La traçabilité de la stérilisation peut se décomposer en deux parties : la traçabilité des performances du stérilisateur, et la traçabilité des cycles de stérilisation. La première partie concerne l’assurance d’une stérilisation efficace par le stérilisateur, en validant ses performances. Elle passe par l’utilisation d’un dispositif d’épreuve normatif, ou système d’évaluation des procédés, pour confirmer la bonne pénétration de la vapeur d’eau au sein de la charge du stérilisateur, et notamment des instruments creux. En ce sens, un test de Bowie dick est classiquement utilisé. La Société Française des Sciences de la Stérilisation (SF2S) recommande la réalisation d’un test chaque jour, ou à chaque nouvelle utilisation du stérilisateur s’il n’est pas utilisé tous les jours[12]. Le test de Bowie dick « classique » peut être remplacé par un système électronique (par exemple ETS© de 3M, ou EBI15© de EBRO) réutilisable environ 400 fois.

Ces systèmes sont beaucoup plus coûteux à l’achat, mais leur utilisation multiple permet de n’avoir que très peu de surcoût à l’année, et leur possibilité de connexion informatique facilite la traçabilité électronique. En lieu du test Bowie dick, un test Helix© peut être réalisé : sa conception le rend plus pertinent à utiliser en chirurgie dentaire, et sa structure contenant une partie réutilisable permet de baisser encore les coûts par rapport à un test de Bowie dick (fig. 2).

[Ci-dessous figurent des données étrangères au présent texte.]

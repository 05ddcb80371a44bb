//! Training loop: AdamW on the online model, warmup + cosine LR schedule,
//! the post-step momentum update, interval logging, and checkpointing.

use std::path::Path;
use std::time::Instant;

use burn::grad_clipping::GradientClippingConfig;
use burn::optim::{AdamWConfig, GradientsParams, Optimizer};
use burn::prelude::*;
use burn::record::{FullPrecisionSettings, NamedMpkFileRecorder, Recorder};
use burn::tensor::backend::AutodiffBackend;
use rand::SeedableRng;

use crate::model::online::OnlineModel;
use crate::training::data::TwoViewSampler;
use crate::training::gather::SingleProcess;
use crate::training::metrics::{MetricsHistory, StepMetrics};
use crate::training::step::ContrastByolMae;

/// Metadata saved alongside each checkpoint for resuming training.
#[derive(serde::Serialize, serde::Deserialize, Debug)]
pub struct CheckpointMeta {
    pub step: usize,
}

/// Configuration for the training loop.
#[derive(Config, Debug)]
pub struct TrainingConfig {
    /// Base learning rate for AdamW.
    #[config(default = 3e-4)]
    pub lr: f64,
    /// Weight decay for AdamW, applied uniformly to all parameters.
    #[config(default = 0.01)]
    pub weight_decay: f64,
    /// AdamW beta 1.
    #[config(default = 0.9)]
    pub beta_1: f64,
    /// AdamW beta 2.
    #[config(default = 0.999)]
    pub beta_2: f64,
    /// Maximum gradient norm for clipping.
    #[config(default = 1.0)]
    pub max_grad_norm: f64,
    /// Total number of training steps.
    #[config(default = 10_000)]
    pub total_steps: usize,
    /// Number of linear warmup steps.
    #[config(default = 500)]
    pub warmup_steps: usize,
    /// Examples per batch.
    #[config(default = 32)]
    pub batch_size: usize,
    /// Steps between metric logging.
    #[config(default = 100)]
    pub log_interval: usize,
    /// Steps between checkpoint saves.
    #[config(default = 1_000)]
    pub checkpoint_interval: usize,
    /// Directory for saving checkpoints.
    #[config(default = "String::from(\"checkpoints/mae\")")]
    pub checkpoint_dir: String,
}

/// Compute the learning rate at a given step using warmup + cosine decay.
///
/// - Warmup phase (`step < warmup_steps`): linearly ramps from 0 to `base_lr`.
/// - Cosine phase: decays from `base_lr` to 0 following a cosine schedule.
pub fn lr_schedule(base_lr: f64, warmup_steps: usize, total_steps: usize, step: usize) -> f64 {
    if warmup_steps > 0 && step < warmup_steps {
        base_lr * (step + 1) as f64 / warmup_steps as f64
    } else {
        let decay_steps = total_steps.saturating_sub(warmup_steps).max(1);
        let progress = (step.saturating_sub(warmup_steps)) as f64 / decay_steps as f64;
        let progress = progress.min(1.0);
        base_lr * 0.5 * (1.0 + (std::f64::consts::PI * progress).cos())
    }
}

/// Build the AdamW optimizer for the online model from the loop config.
pub fn configure_optimizer<B: AutodiffBackend>(
    config: &TrainingConfig,
) -> impl Optimizer<OnlineModel<B>, B> {
    AdamWConfig::new()
        .with_beta_1(config.beta_1 as f32)
        .with_beta_2(config.beta_2 as f32)
        .with_weight_decay(config.weight_decay as f32)
        .with_grad_clipping(Some(GradientClippingConfig::Norm(
            config.max_grad_norm as f32,
        )))
        .init()
}

/// Running average accumulator for training metrics over a logging interval.
struct RunningAvg {
    total: f64,
    mae: f64,
    cls: f64,
    recon: f64,
    ssl: f64,
    byol: f64,
    auprc: f64,
    topk: f64,
    count: usize,
}

impl RunningAvg {
    fn new() -> Self {
        Self {
            total: 0.0,
            mae: 0.0,
            cls: 0.0,
            recon: 0.0,
            ssl: 0.0,
            byol: 0.0,
            auprc: 0.0,
            topk: 0.0,
            count: 0,
        }
    }

    fn update(&mut self, m: &StepMetrics) {
        self.total += m.total_loss;
        self.mae += m.mae_loss;
        self.cls += m.cls_loss;
        self.recon += m.recon_loss;
        self.ssl += m.ssl_loss;
        self.byol += m.byol_loss;
        self.auprc += m.auprc;
        self.topk += m.topk_accuracy;
        self.count += 1;
    }

    fn display(&self) -> String {
        if self.count == 0 {
            return "no data".to_string();
        }
        let n = self.count as f64;
        format!(
            "loss={:.4} mae={:.4} cls={:.4} recon={:.4} ssl={:.4} byol={:.4} auprc={:.3} top_k={:.3}",
            self.total / n,
            self.mae / n,
            self.cls / n,
            self.recon / n,
            self.ssl / n,
            self.byol / n,
            self.auprc / n,
            self.topk / n,
        )
    }

    fn avg_metrics(&self) -> Option<StepMetrics> {
        if self.count == 0 {
            return None;
        }
        let n = self.count as f64;
        Some(StepMetrics {
            ssl_loss: self.ssl / n,
            byol_loss: self.byol / n,
            recon_loss: self.recon / n,
            mae_loss: self.mae / n,
            cls_loss: self.cls / n,
            total_loss: self.total / n,
            auprc: self.auprc / n,
            topk_accuracy: self.topk / n,
        })
    }

    fn reset(&mut self) {
        *self = Self::new();
    }
}

/// Run the training loop.
///
/// Each step: sample a two-view batch, run the training step, backpropagate,
/// step AdamW on the online model only, then refresh the momentum targets.
/// This loop is single-process; a data-parallel harness drives
/// [`ContrastByolMae::training_step`] directly with its own
/// [`ReplicaGather`](crate::training::gather::ReplicaGather) implementation.
///
/// # Arguments
/// - `config`: loop hyperparameters
/// - `model`: assembled training module (consumed and returned updated)
/// - `sampler`: provides two-view batches
/// - `device`: burn device for tensor operations
/// - `resume_step`: if `Some(step)`, load optimizer state and metadata from
///   `{checkpoint_dir}/step_{step}/` and continue training from that step
///
/// # Returns
/// The trained module.
pub fn train<B: AutodiffBackend>(
    config: &TrainingConfig,
    mut model: ContrastByolMae<B>,
    sampler: &TwoViewSampler,
    device: &B::Device,
    resume_step: Option<usize>,
) -> anyhow::Result<ContrastByolMae<B>> {
    std::fs::create_dir_all(&config.checkpoint_dir)?;

    let mut optimizer = configure_optimizer::<B>(config);
    let mut rng = rand::rngs::StdRng::from_entropy();
    let mut history = MetricsHistory::new();
    let mut running_avg = RunningAvg::new();
    let train_start = Instant::now();
    let gather = SingleProcess;
    let start_step: usize;

    if let Some(step) = resume_step {
        let step_dir = format!("{}/step_{step}", config.checkpoint_dir);
        let recorder = NamedMpkFileRecorder::<FullPrecisionSettings>::new();

        let optim_path = format!("{step_dir}/optimizer");
        let optim_record = recorder
            .load(optim_path.into(), device)
            .map_err(|e| anyhow::anyhow!("Failed to load optimizer from {step_dir}: {e}"))?;
        optimizer = optimizer.load_record(optim_record);

        let meta_path = format!("{step_dir}/meta.json");
        let meta: CheckpointMeta = serde_json::from_reader(
            std::fs::File::open(&meta_path)
                .map_err(|e| anyhow::anyhow!("Failed to open {meta_path}: {e}"))?,
        )
        .map_err(|e| anyhow::anyhow!("Failed to parse {meta_path}: {e}"))?;
        start_step = meta.step;

        tracing::info!(start_step, "Resumed training from checkpoint");
    } else {
        start_step = 0;
    }

    for step in start_step..config.total_steps {
        let lr = lr_schedule(config.lr, config.warmup_steps, config.total_steps, step);

        let batch = sampler
            .sample_batch(config.batch_size, &mut rng)
            .to_device::<B>(device);
        let output = model.training_step(&batch, &gather);

        let grads = GradientsParams::from_grads(output.loss.backward(), &model.online);
        model.online = optimizer.step(lr.into(), model.online, grads);
        model.momentum_update();

        running_avg.update(&output.metrics);

        if config.log_interval > 0 && step % config.log_interval == 0 {
            let avg_metrics = running_avg.avg_metrics();
            let warnings = avg_metrics
                .as_ref()
                .map(|m| m.health_check())
                .unwrap_or_default();
            if !warnings.is_empty() {
                tracing::warn!(step, "Health check warnings: {:?}", warnings);
            }

            let elapsed = train_start.elapsed().as_secs_f64();
            let remaining = if step > start_step {
                elapsed * (config.total_steps - step) as f64 / (step - start_step) as f64
            } else {
                0.0
            };
            let eta = if remaining < 60.0 {
                format!("{remaining:.0}s")
            } else if remaining < 3600.0 {
                format!("{:.0}m", remaining / 60.0)
            } else {
                format!("{:.1}h", remaining / 3600.0)
            };

            let lr_str = format!("{lr:.2e}");
            tracing::info!(step, lr = %lr_str, eta, "avg({}) {}", running_avg.count, running_avg.display());
            if let Some(m) = avg_metrics {
                history.push(step, m);
            }
            running_avg.reset();
        }

        if config.checkpoint_interval > 0 && step > 0 && step % config.checkpoint_interval == 0 {
            save_checkpoint(
                &format!("{}/step_{step}", config.checkpoint_dir),
                &model,
                &optimizer,
                step,
            )?;
            tracing::info!(step, "Checkpoint saved (model + targets + optimizer + meta)");
        }
    }

    let total_time = train_start.elapsed();
    tracing::info!(
        total_steps = config.total_steps,
        elapsed_secs = format!("{:.1}", total_time.as_secs_f64()),
        "Training loop finished"
    );

    save_checkpoint(
        &format!("{}/final", config.checkpoint_dir),
        &model,
        &optimizer,
        config.total_steps,
    )?;
    tracing::info!("Training complete. Final checkpoint saved.");

    Ok(model)
}

fn save_checkpoint<B: AutodiffBackend>(
    dir: &str,
    model: &ContrastByolMae<B>,
    optimizer: &impl Optimizer<OnlineModel<B>, B>,
    step: usize,
) -> anyhow::Result<()> {
    std::fs::create_dir_all(dir)?;
    let recorder = NamedMpkFileRecorder::<FullPrecisionSettings>::new();

    model
        .online
        .clone()
        .save_file(format!("{dir}/model"), &recorder)
        .map_err(|e| anyhow::anyhow!("Failed to save model at step {step}: {e}"))?;

    model
        .targets
        .clone()
        .save_file(format!("{dir}/targets"), &recorder)
        .map_err(|e| anyhow::anyhow!("Failed to save momentum targets at step {step}: {e}"))?;

    recorder
        .record(optimizer.to_record(), format!("{dir}/optimizer").into())
        .map_err(|e| anyhow::anyhow!("Failed to save optimizer at step {step}: {e}"))?;

    serde_json::to_writer(
        std::fs::File::create(format!("{dir}/meta.json"))?,
        &CheckpointMeta { step },
    )?;
    Ok(())
}

/// Load the online model and momentum targets saved by [`train`] into an
/// assembled module.
pub fn resume_from_checkpoint<B: AutodiffBackend>(
    dir: &Path,
    mut model: ContrastByolMae<B>,
    device: &B::Device,
) -> anyhow::Result<ContrastByolMae<B>> {
    let recorder = NamedMpkFileRecorder::<FullPrecisionSettings>::new();
    model.online = model
        .online
        .load_file(dir.join("model"), &recorder, device)
        .map_err(|e| anyhow::anyhow!("Failed to load model from {}: {e}", dir.display()))?;
    model.targets = model
        .targets
        .load_file(dir.join("targets"), &recorder, device)
        .map_err(|e| {
            anyhow::anyhow!("Failed to load momentum targets from {}: {e}", dir.display())
        })?;
    Ok(model)
}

En complément, un test de vide doit être réalisé afin de s’assurer que le stérilisateur ne permet pas de fuite, pouvant compromettre une stérilisation efficace. Concernant les intégrateurs physico-chimiques justifiant de la montée en température pendant le temps requis pour éliminer le risque prion, il est admis que le ticket du cycle produit par l’autoclave est suffisant. L’association dentaire Française (ADF) conseille toutefois de les utiliser à chaque cycle [13].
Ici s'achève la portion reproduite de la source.